Despite the fact that the sole remedy is time, there may still be room for a claim for additional compensation if contractor has a separate delay claim. “Force majeure” events, like abnormally bad weather and presumably the COVID-19-related costs at issue here, normally entitle the contractor to time, but not money. However, similar to the idea above that a contractor can avoid the harsh effects of a “no damage for delay” clause by pointing to other contract provisions, a contractor may recover for “force majeure” events when they are coupled with other compensable delay events. See id.; Philip J. Bruner & Patrick J. O’Connor, Jr., §3.7.2—Contractor’s Compliance with Law, Bruner & O’Connor on Construction Law, § 5:80 (Jan. 2020 Update). For example, in Appeals of Bechtel Environmental, Inc., a contractor was adversely affected by weather when a government-caused design delay pushed toxic waste landfill remediation activities into the hotter summer months, resulting in lower efficiency. Philip J. Bruner & Patrick J. O’Connor, Jr., §15.1.6.2—Weather delays, Bruner & O’Connor on Construction Law, § 5:80 (Jan. 2020 Update) (citing Appeals of Bechtel Environmental, Inc., E.N.G.B.C.A. No. 6137, E.N.G.B.C.A. No. 6166, 97-1 B.C.A. (CCH) ¶ 28640, 1996 WL 686423 (Corps Eng’rs B.C.A. 1996)). Perhaps the express language in the AIA A201-2017’s § 8.3.3 provides the support for this: “This Section 8.3 does not preclude recovery of damages for delay by either party under other provisions of the Contract Documents.”
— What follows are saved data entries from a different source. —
// Copyright (C) 2026 Fred Clausen
// Use of this source code is governed by an MIT-style
// license that can be found in the LICENSE file or at
// https://opensource.org/licenses/MIT.

//! Staff invite mutations.
//!
//! Acceptance is a conditional update guarded by `accepted = 0`: the
//! single-use property holds even when validation and completion race.

use diesel::prelude::*;
use diesel::{MysqlConnection, SqliteConnection};

use crate::backend::PersistenceBackend;
use crate::data_models::{StaffInviteData, encode_role_set};
use crate::diesel_schema::{profiles, staff_invites, staff_profiles};
use crate::error::PersistenceError;

/// Diesel Insertable struct for staff invite rows.
#[derive(Insertable)]
#[diesel(table_name = staff_invites)]
struct NewStaffInviteRow {
    email: String,
    invited_by: String,
    staff_roles: String,
    city: String,
    token: String,
    accepted: i32,
    created_at: String,
    expires_at: String,
}

backend_fn! {
/// Inserts a new unaccepted staff invite.
///
/// # Returns
///
/// The created invite with its canonical id.
///
/// # Errors
///
/// Returns an error if the insert fails (including a duplicate token) or
/// the role set cannot be encoded.
#[allow(clippy::too_many_arguments)]
pub fn insert_invite(
    conn: &mut _,
    email: &str,
    invited_by: &str,
    staff_roles: &[String],
    city: &str,
    token: &str,
    created_at: &str,
    expires_at: &str,
) -> Result<StaffInviteData, PersistenceError> {
    let record = NewStaffInviteRow {
        email: email.to_string(),
        invited_by: invited_by.to_string(),
        staff_roles: encode_role_set(staff_roles)?,
        city: city.to_string(),
        token: token.to_string(),
        accepted: 0,
        created_at: created_at.to_string(),
        expires_at: expires_at.to_string(),
    };

    diesel::insert_into(staff_invites::table)
        .values(&record)
        .execute(conn)?;
    let invite_id: i64 = conn.get_last_insert_rowid()?;

    Ok(StaffInviteData {
        invite_id,
        email: email.to_string(),
        invited_by: invited_by.to_string(),
        staff_roles: staff_roles.to_vec(),
        city: city.to_string(),
        token: token.to_string(),
        accepted: false,
        created_at: created_at.to_string(),
        expires_at: expires_at.to_string(),
    })
}
}

backend_fn! {
/// Marks an invite accepted with a guarded single-use update.
///
/// The update is conditional on `accepted = 0`; zero affected rows means
/// the token is unknown or the invite was consumed concurrently.
///
/// # Errors
///
/// Returns `PersistenceError::InviteNotFound` if the token matches no
/// invite, or `PersistenceError::InviteAlreadyAccepted` if the invite was
/// already consumed.
pub fn accept_invite(conn: &mut _, token: &str) -> Result<(), PersistenceError> {
    let affected: usize = diesel::update(
        staff_invites::table
            .filter(staff_invites::token.eq(token))
            .filter(staff_invites::accepted.eq(0)),
    )
    .set(staff_invites::accepted.eq(1))
    .execute(conn)?;

    if affected == 0 {
        let exists: Option<i64> = staff_invites::table
            .filter(staff_invites::token.eq(token))
            .select(staff_invites::invite_id)
            .first(conn)
            .optional()?;

        return match exists {
            None => Err(PersistenceError::InviteNotFound),
            Some(_) => Err(PersistenceError::InviteAlreadyAccepted),
        };
    }
    Ok(())
}
}

backend_fn! {
/// Consumes an invite and promotes the accepting identity to staff.
///
/// One transaction covers the guarded acceptance, the profile role
/// promotion, and the staff profile creation: the invite can never end
/// up consumed without the staff profile existing.
///
/// # Arguments
///
/// * `conn` - The database connection
/// * `token` - The invite token
/// * `profile_id` - The authenticated identity completing onboarding
/// * `staff_roles` - Capabilities granted by the invite
/// * `city` - City assigned by the invite
/// * `status` - Initial availability status
///
/// # Errors
///
/// Returns `PersistenceError::InviteNotFound` /
/// `PersistenceError::InviteAlreadyAccepted` on a failed single-use
/// guard, `PersistenceError::ProfileNotFound` if the identity has no
/// profile row, or any insert/update failure (everything rolls back).
pub fn complete_onboarding(
    conn: &mut _,
    token: &str,
    profile_id: &str,
    staff_roles: &[String],
    city: &str,
    status: &str,
) -> Result<(), PersistenceError> {
    conn.transaction(|conn| {
        // Guarded single-use acceptance, same shape as accept_invite.
        let affected: usize = diesel::update(
            staff_invites::table
                .filter(staff_invites::token.eq(token))
                .filter(staff_invites::accepted.eq(0)),
        )
        .set(staff_invites::accepted.eq(1))
        .execute(conn)?;

        if affected == 0 {
            let exists: Option<i64> = staff_invites::table
                .filter(staff_invites::token.eq(token))
                .select(staff_invites::invite_id)
                .first(conn)
                .optional()?;

            return match exists {
                None => Err(PersistenceError::InviteNotFound),
                Some(_) => Err(PersistenceError::InviteAlreadyAccepted),
            };
        }

        let promoted: usize = diesel::update(profiles::table.filter(profiles::id.eq(profile_id)))
            .set(profiles::role.eq("staff"))
            .execute(conn)?;
        if promoted == 0 {
            return Err(PersistenceError::ProfileNotFound(profile_id.to_string()));
        }

        let encoded_roles: String = encode_role_set(staff_roles)?;
        let existing: Option<String> = staff_profiles::table
            .filter(staff_profiles::id.eq(profile_id))
            .select(staff_profiles::id)
            .first(conn)
            .optional()?;

        if existing.is_some() {
            diesel::update(staff_profiles::table.filter(staff_profiles::id.eq(profile_id)))
                .set((
                    staff_profiles::staff_roles.eq(&encoded_roles),
                    staff_profiles::city.eq(city),
                    staff_profiles::status.eq(status),
                ))
                .execute(conn)?;
        } else {
            diesel::insert_into(staff_profiles::table)
                .values((
                    staff_profiles::id.eq(profile_id),
                    staff_profiles::staff_roles.eq(&encoded_roles),
                    staff_profiles::city.eq(city),
                    staff_profiles::status.eq(status),
                ))
                .execute(conn)?;
        }

        Ok(())
    })
}
}
// Copyright (C) 2026 Fred Clausen
// Use of this source code is governed by an MIT-style
// license that can be found in the LICENSE file or at
// https://opensource.org/licenses/MIT.

//! Backend-agnostic read queries.
//!
//! All queries use Diesel DSL exclusively and are monomorphized for each
//! supported backend via the `backend_fn!` macro. Backend dispatch happens
//! in the `Persistence` adapter, never here.

pub mod dashboard;
pub mod dispatch;
pub mod events;
pub mod invites;
pub mod messages;
pub mod profiles;
pub mod sessions;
As a general rule, if the contractor agrees to perform the work for a stipulated sum and further agrees to comply with all laws and regulations governing the performance of the work, then, in the absence of any contractual provision permitting relief, it bears the risk. Philip J. Bruner & Patrick J. O’Connor, Jr., Bruner & O’Connor on Construction Law, § 5:80 (Jan. 2020 Update) (citing DiCara v. Jomatt Const. Corp., 52 Misc. 2d 543, 276 N.Y.S.2d 11 (Dist. Ct. 1966) (contractor who agreed to sell a house at a specified price bore a responsibility for increased costs due to a 2% sales tax made applicable to the sale after the parties had reached agreement); Edwards v. United States, 19 Cl. Ct. 663 (1990) (government contract’s “permits and responsibilities” clause obligated the contractor to comply with all local laws and regulations regardless of whether they became effective before or during the term of the contract and applied to zoning changes affecting the work)).